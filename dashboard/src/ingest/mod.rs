pub mod http_source;

use crate::model::{PageBody, Query};
use async_trait::async_trait;
use trends_core::Result;

#[async_trait]
pub trait PageSource: Send + Sync {
    /// Fetch one page of the query. Status >= 400 is an error; 204 is
    /// [`PageBody::NoContent`].
    async fn fetch_page(&self, query: &Query, page: u32) -> Result<PageBody>;

    /// Get the source identifier
    fn source_id(&self) -> &str;
}

pub use http_source::HttpSource;
//! In-memory host for tests and headless runs.

use std::collections::{BTreeMap, BTreeSet, HashSet};
use std::io::{self, Cursor};

use super::zip_container::{first_entry_name, zip_bytes, ZipContainer};
use crate::cancel::CancelToken;
use crate::device::{self, DeviceId};
use crate::entry::BrowserEntry;
use crate::error::{BrowserError, BrowserResult};
use crate::path::{normalize, split_last_segment, SEPARATOR};
use crate::rom::ArtifactKind;
use crate::services::{
    ArchiveService, DeviceSwitch, DirectoryLister, FileReader, Notifier, Patcher, RomRunner,
    ZipPeek,
};

/// Every collaborator backed by in-memory maps.
///
/// Files are keyed by their full virtual path (`sd:/games/a.nes`); adding a
/// file creates its folders. Everything the browser reports or hands over is
/// recorded for inspection.
#[derive(Default)]
pub struct MemoryHost {
    files: BTreeMap<String, Vec<u8>>,
    dirs: BTreeSet<String>,
    offline: HashSet<DeviceId>,
    open_archive: Option<ZipContainer>,
    /// Errors shown to the user.
    pub errors: Vec<String>,
    /// Progress messages shown to the user.
    pub progress: Vec<String>,
    pub progress_active: bool,
    /// Images handed to the emulator.
    pub loaded: Vec<Vec<u8>>,
    /// Save artifacts the emulator was asked to restore.
    pub restored: Vec<(ArtifactKind, String)>,
    pub resets: usize,
    pub halts: usize,
    pub archives_closed: usize,
    pub active_device: Option<DeviceId>,
    /// Make the emulator reject every image.
    pub reject_roms: bool,
    /// Bytes appended by the patcher.
    pub patch: Vec<u8>,
}

impl MemoryHost {
    pub fn new() -> Self {
        Self::default()
    }

    /// Add a file, creating its folders.
    pub fn add_file(&mut self, path: &str, data: impl Into<Vec<u8>>) {
        let path = normalize(path);
        if let Some((parent, _)) = split_last_segment(&path) {
            self.add_dir(parent);
        }
        self.files.insert(path, data.into());
    }

    /// Add an empty folder and its parents.
    pub fn add_dir(&mut self, path: &str) {
        let mut dir = normalize(path);
        if !dir.ends_with(SEPARATOR) {
            dir.push(SEPARATOR);
        }
        loop {
            if !self.dirs.insert(dir.clone()) {
                break;
            }
            match split_last_segment(&dir) {
                Some((parent, _)) => dir = parent.to_string(),
                None => break,
            }
        }
    }

    /// Add a ZIP-format container holding `files`.
    pub fn add_zip(&mut self, path: &str, files: &[(&str, &[u8])]) -> BrowserResult<()> {
        let data = zip_bytes(files)?;
        self.add_file(path, data);
        Ok(())
    }

    /// Drop a file; its folders stay.
    pub fn remove_file(&mut self, path: &str) -> Option<Vec<u8>> {
        self.files.remove(&normalize(path))
    }

    /// Make a device fail activation.
    pub fn set_offline(&mut self, device: DeviceId) {
        self.offline.insert(device);
    }

    pub fn file(&self, path: &str) -> Option<&[u8]> {
        self.files.get(&normalize(path)).map(|v| v.as_slice())
    }

    pub fn last_error(&self) -> Option<&str> {
        self.errors.last().map(|s| s.as_str())
    }

    fn parent_of(path: &str) -> Option<&str> {
        split_last_segment(path).map(|(parent, _)| parent)
    }
}

impl DirectoryLister for MemoryHost {
    fn list(
        &mut self,
        path: &str,
        include_dot_entries: bool,
        cancel: &CancelToken,
    ) -> BrowserResult<Vec<BrowserEntry>> {
        let mut dir = normalize(path);
        if !dir.ends_with(SEPARATOR) {
            dir.push(SEPARATOR);
        }
        if !self.dirs.contains(&dir) {
            return Err(io::Error::new(io::ErrorKind::NotFound, dir).into());
        }

        let mut entries = Vec::new();
        if include_dot_entries {
            entries.push(BrowserEntry::directory(".."));
        }
        for sub in &self.dirs {
            if cancel.is_cancelled() {
                return Err(BrowserError::Cancelled);
            }
            if Self::parent_of(sub) == Some(dir.as_str()) {
                if let Some((_, name)) = split_last_segment(sub) {
                    entries.push(BrowserEntry::directory(name));
                }
            }
        }
        for (file, data) in &self.files {
            if cancel.is_cancelled() {
                return Err(BrowserError::Cancelled);
            }
            if Self::parent_of(file) == Some(dir.as_str()) {
                if let Some((_, name)) = split_last_segment(file) {
                    entries.push(BrowserEntry::file(name, data.len() as u64));
                }
            }
        }
        Ok(entries)
    }

    fn dir_exists(&mut self, path: &str) -> bool {
        let mut dir = normalize(path);
        if !dir.ends_with(SEPARATOR) {
            dir.push(SEPARATOR);
        }
        self.dirs.contains(&dir)
    }

    fn halt(&mut self) {
        self.halts += 1;
    }
}

impl ArchiveService for MemoryHost {
    fn open_listing(&mut self, path: &str) -> BrowserResult<Vec<BrowserEntry>> {
        let data = self
            .files
            .get(&normalize(path))
            .cloned()
            .ok_or_else(|| BrowserError::ArchiveOpenFailed(format!("{} not found", path)))?;
        let mut container = ZipContainer::from_bytes(data)?;
        let entries = container.entries()?;
        self.open_archive = Some(container);
        Ok(entries)
    }

    fn extract(&mut self, name: &str) -> BrowserResult<Vec<u8>> {
        match self.open_archive.as_mut() {
            Some(container) => container.extract(name),
            None => Err(BrowserError::ArchiveOpenFailed("no archive open".to_string())),
        }
    }

    fn close(&mut self) {
        if self.open_archive.take().is_some() {
            self.archives_closed += 1;
        }
    }
}

impl ZipPeek for MemoryHost {
    fn first_entry_name(&mut self, path: &str) -> Option<String> {
        let data = self.files.get(&normalize(path))?;
        first_entry_name(Cursor::new(data.as_slice()))
    }
}

impl DeviceSwitch for MemoryHost {
    fn activate(&mut self, device: DeviceId, _silent: bool) -> bool {
        if self.offline.contains(&device) || !self.dirs.contains(device.prefix()) {
            return false;
        }
        self.active_device = Some(device);
        true
    }
}

impl FileReader for MemoryHost {
    fn read(
        &mut self,
        path: &str,
        offset: u64,
        max_bytes: usize,
        silent: bool,
    ) -> BrowserResult<Vec<u8>> {
        let result = if device::resolve(path).is_some_and(|d| self.offline.contains(&d)) {
            Err(BrowserError::DeviceNotFound(path.to_string()))
        } else {
            match self.files.get(&normalize(path)) {
                Some(data) => {
                    let start = (offset as usize).min(data.len());
                    let end = start.saturating_add(max_bytes).min(data.len());
                    Ok(data[start..end].to_vec())
                }
                None => Err(io::Error::new(io::ErrorKind::NotFound, path.to_string()).into()),
            }
        };
        if let Err(e) = &result {
            if !silent {
                self.show_error(&format!("Unable to read {}: {}", path, e));
            }
        }
        result
    }
}

impl Patcher for MemoryHost {
    fn apply(&mut self, rom: &mut Vec<u8>) {
        rom.extend_from_slice(&self.patch);
    }
}

impl RomRunner for MemoryHost {
    fn load(&mut self, rom: &[u8]) -> bool {
        if self.reject_roms {
            return false;
        }
        self.loaded.push(rom.to_vec());
        true
    }

    fn reset(&mut self) {
        self.resets += 1;
    }

    fn restore(&mut self, kind: ArtifactKind, path: &str) -> bool {
        self.restored.push((kind, path.to_string()));
        self.files.contains_key(path)
    }
}

impl Notifier for MemoryHost {
    fn show_error(&mut self, message: &str) {
        self.errors.push(message.to_string());
    }

    fn show_progress(&mut self, message: &str) {
        self.progress.push(message.to_string());
        self.progress_active = true;
    }

    fn cancel_progress(&mut self) {
        self.progress_active = false;
    }
}

#[cfg(test)]
mod tests {
    use super::*;

    fn names(entries: &[BrowserEntry]) -> Vec<&str> {
        entries.iter().map(|e| e.filename.as_str()).collect()
    }

    #[test]
    fn test_add_file_creates_dirs() {
        let mut host = MemoryHost::new();
        host.add_file("sd:/games/nes/a.nes", vec![1, 2]);

        assert!(host.dir_exists("sd:/"));
        assert!(host.dir_exists("sd:/games"));
        assert!(host.dir_exists("sd:/games/nes/"));
        assert!(!host.dir_exists("usb:/"));
        assert_eq!(host.file("sd:/games/nes/a.nes"), Some(&[1u8, 2][..]));
    }

    #[test]
    fn test_list_children() {
        let mut host = MemoryHost::new();
        host.add_file("sd:/games/a.nes", vec![1]);
        host.add_file("sd:/games/sub/b.nes", vec![2]);
        host.add_file("sd:/other.txt", vec![3]);

        let token = CancelToken::new();
        let entries = host.list("sd:/games/", true, &token).unwrap();
        assert_eq!(names(&entries), vec!["..", "sub", "a.nes"]);
        assert!(entries[1].is_directory);
        assert_eq!(entries[2].length, 1);

        assert!(host.list("sd:/missing/", true, &token).is_err());
    }

    #[test]
    fn test_list_cancelled() {
        let mut host = MemoryHost::new();
        host.add_file("sd:/a.nes", vec![1]);
        let token = CancelToken::new();
        token.cancel();
        assert!(matches!(
            host.list("sd:/", false, &token),
            Err(BrowserError::Cancelled)
        ));
    }

    #[test]
    fn test_activate() {
        let mut host = MemoryHost::new();
        host.add_dir("usb:/");
        assert!(host.activate(DeviceId::Usb, true));
        assert_eq!(host.active_device, Some(DeviceId::Usb));
        assert!(!host.activate(DeviceId::Sd, true));

        host.set_offline(DeviceId::Usb);
        assert!(!host.activate(DeviceId::Usb, true));
    }

    #[test]
    fn test_read_bounded() {
        let mut host = MemoryHost::new();
        host.add_file("sd:/big.nes", vec![7u8; 100]);
        assert_eq!(host.read("sd:/big.nes", 0, 10, true).unwrap().len(), 10);
        assert_eq!(host.read("sd:/big.nes", 95, 10, true).unwrap().len(), 5);
        assert!(host.read("sd:/none.nes", 0, 10, true).is_err());
        assert!(host.errors.is_empty());

        assert!(host.read("sd:/none.nes", 0, 10, false).is_err());
        assert_eq!(host.errors.len(), 1);
    }

    #[test]
    fn test_archive_roundtrip() {
        let mut host = MemoryHost::new();
        host.add_zip("sd:/pack.7z", &[("a.nes", &b"NES\x1Aa"[..]), ("b.nes", &b"NES\x1Ab"[..])])
            .unwrap();

        let entries = host.open_listing("sd:/pack.7z").unwrap();
        assert_eq!(names(&entries), vec!["a.nes", "b.nes"]);
        assert_eq!(host.extract("b.nes").unwrap(), b"NES\x1Ab");

        host.close();
        assert_eq!(host.archives_closed, 1);
        assert!(host.extract("a.nes").is_err());
    }
}
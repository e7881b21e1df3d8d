//! Navigation state machine.
//!
//! The browser is always in one of three states:
//! - `DeviceSelect`: no directory, the listing shows device roots
//! - `Directory`: a real directory on one device
//! - `Archive`: the contents of an open archive container
//!
//! Every directory change halts the previous listing, canonicalizes the new
//! path, relists, re-selects the last loaded file and records the location in
//! the session configuration. A listing that comes back empty falls back to
//! the device roots, so the browser never ends up on an empty screen.

use log::{debug, info, warn};

use crate::cancel::CancelToken;
use crate::config::{BrowserOptions, SessionConfig};
use crate::device::{self, DeviceId, DeviceKind};
use crate::entry::{BrowserEntry, EntryStore};
use crate::error::{BrowserError, BrowserResult};
use crate::path::{
    has_extension, is_device_root, normalize, split_last_segment, strip_device, strip_extension,
    PathBuilder, SEPARATOR,
};
use crate::rom::LoadedRom;
use crate::services::Host;

/// Where the browser currently is.
#[derive(Debug, Clone, Copy, PartialEq, Eq)]
pub enum NavState {
    DeviceSelect,
    Directory,
    Archive,
}

/// How to leave an open archive.
#[derive(Debug, Clone, PartialEq, Eq)]
pub struct ArchiveContext {
    /// Full path of the container file.
    pub source_path: String,
    /// Container file name (`Games.7z`).
    pub file_name: String,
    /// Container file name without extension.
    pub base_name: String,
    /// Directory that was open before entering.
    pub parent_directory: String,
}

/// The single navigation context.
#[derive(Debug, Clone, Default)]
pub struct BrowserState {
    /// Canonical path; empty while selecting a device.
    pub current_directory: String,
    pub listing: EntryStore,
    pub archive: Option<ArchiveContext>,
}

/// Result of activating the selected entry.
#[derive(Debug, Clone, PartialEq, Eq)]
pub enum Activation {
    /// A new listing is shown; holds its entry count.
    Listed(usize),
    /// A ROM was handed to the emulator.
    Loaded(LoadedRom),
}

/// File browser over a [`Host`].
pub struct Browser<H: Host> {
    pub(crate) host: H,
    pub(crate) options: BrowserOptions,
    pub(crate) config: SessionConfig,
    pub(crate) config_changed: bool,
    pub(crate) state: BrowserState,
    /// Token of the listing started last.
    listing_token: Option<CancelToken>,
    /// Name of the loaded ROM without extension; names save artifacts.
    pub(crate) rom_base_name: String,
}
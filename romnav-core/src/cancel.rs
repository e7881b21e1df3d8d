//! Cooperative cancellation for background directory listings.

use std::sync::atomic::{AtomicBool, Ordering};
use std::sync::Arc;

/// Shared cancellation flag.
///
/// The browser hands a token to the directory lister with every listing and
/// cancels it before the next directory change. Listers poll
/// [`CancelToken::is_cancelled`] between entries.
///
/// A lister that finishes inside `list` never sees the cancel; only listers
/// that keep enumerating in the background after returning observe it.
#[derive(Debug, Clone, Default)]
pub struct CancelToken {
    flag: Arc<AtomicBool>,
}

impl CancelToken {
    pub fn new() -> Self {
        Self::default()
    }

    /// Request cancellation.
    pub fn cancel(&self) {
        self.flag.store(true, Ordering::SeqCst);
    }

    pub fn is_cancelled(&self) -> bool {
        self.flag.load(Ordering::SeqCst)
    }
}

#[cfg(test)]
mod tests {
    use super::*;

    #[test]
    fn test_cancel_is_shared() {
        let token = CancelToken::new();
        let worker = token.clone();
        assert!(!worker.is_cancelled());

        token.cancel();
        assert!(worker.is_cancelled());
    }

    #[test]
    fn test_cancel_across_threads() {
        let token = CancelToken::new();
        let worker = token.clone();
        let handle = std::thread::spawn(move || {
            while !worker.is_cancelled() {
                std::thread::yield_now();
            }
            true
        });
        token.cancel();
        assert!(handle.join().unwrap());
    }
}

**PROBLEM DETAILS**
All lines in the records with the string "ErrorKind" should be copied out.

**RESPONSE BELOW**
            return Err(io::Error::new(io::ErrorKind::NotFound, dir).into());
                None => Err(io::Error::new(io::ErrorKind::NotFound, path.to_string()).into()),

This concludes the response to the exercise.